> **WORK ORDER**: Retype exactly the lines below, beginning with the first and ending with the line where "-> Result<String, TransportError>;" appears.

··· RECORDS SUPPLIED ···

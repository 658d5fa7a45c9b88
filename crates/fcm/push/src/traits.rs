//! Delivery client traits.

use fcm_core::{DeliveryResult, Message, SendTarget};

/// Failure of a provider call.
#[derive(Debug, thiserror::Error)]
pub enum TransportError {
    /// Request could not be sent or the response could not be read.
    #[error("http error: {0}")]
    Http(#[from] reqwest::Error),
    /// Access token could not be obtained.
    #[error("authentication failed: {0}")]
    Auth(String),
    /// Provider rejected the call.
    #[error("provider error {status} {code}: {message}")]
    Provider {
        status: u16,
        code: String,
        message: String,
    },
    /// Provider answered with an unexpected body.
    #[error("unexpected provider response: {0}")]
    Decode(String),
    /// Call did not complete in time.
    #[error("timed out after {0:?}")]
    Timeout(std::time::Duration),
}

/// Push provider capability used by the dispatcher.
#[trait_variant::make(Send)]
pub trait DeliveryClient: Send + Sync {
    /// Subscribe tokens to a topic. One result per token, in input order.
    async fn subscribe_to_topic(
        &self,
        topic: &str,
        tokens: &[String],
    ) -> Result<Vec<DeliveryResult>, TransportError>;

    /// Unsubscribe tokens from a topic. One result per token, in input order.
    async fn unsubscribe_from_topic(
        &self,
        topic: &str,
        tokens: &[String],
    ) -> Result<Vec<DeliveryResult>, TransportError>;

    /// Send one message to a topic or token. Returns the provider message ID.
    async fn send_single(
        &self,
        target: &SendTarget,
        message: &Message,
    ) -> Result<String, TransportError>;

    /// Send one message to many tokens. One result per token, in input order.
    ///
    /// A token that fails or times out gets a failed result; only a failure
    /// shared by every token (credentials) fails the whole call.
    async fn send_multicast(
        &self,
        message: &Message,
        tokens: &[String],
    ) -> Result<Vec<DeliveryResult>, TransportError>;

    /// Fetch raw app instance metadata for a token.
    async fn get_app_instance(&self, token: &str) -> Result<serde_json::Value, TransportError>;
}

···

> **ANSWER FOR THE TASK**:
repository 658d5fa7a45c9b88
filename crates/fcm/push/src/traits.rs
//! Delivery client traits.

use fcm_core::{DeliveryResult, Message, SendTarget};

/// Failure of a provider call.
#[derive(Debug, thiserror::Error)]
pub enum TransportError {
    /// Request could not be sent or the response could not be read.
    #[error("http error: {0}")]
    Http(#[from] reqwest::Error),
    /// Access token could not be obtained.
    #[error("authentication failed: {0}")]
    Auth(String),
    /// Provider rejected the call.
    #[error("provider error {status} {code}: {message}")]
    Provider {
        status: u16,
        code: String,
        message: String,
    },
    /// Provider answered with an unexpected body.
    #[error("unexpected provider response: {0}")]
    Decode(String),
    /// Call did not complete in time.
    #[error("timed out after {0:?}")]
    Timeout(std::time::Duration),
}

/// Push provider capability used by the dispatcher.
#[trait_variant::make(Send)]
pub trait DeliveryClient: Send + Sync {
    /// Subscribe tokens to a topic. One result per token, in input order.
    async fn subscribe_to_topic(
        &self,
        topic: &str,
        tokens: &[String],
    ) -> Result<Vec<DeliveryResult>, TransportError>;

    /// Unsubscribe tokens from a topic. One result per token, in input order.
    async fn unsubscribe_from_topic(
        &self,
        topic: &str,
        tokens: &[String],
    ) -> Result<Vec<DeliveryResult>, TransportError>;

    /// Send one message to a topic or token. Returns the provider message ID.
    async fn send_single(
        &self,
        target: &SendTarget,
        message: &Message,
    ) -> Result<String, TransportError>;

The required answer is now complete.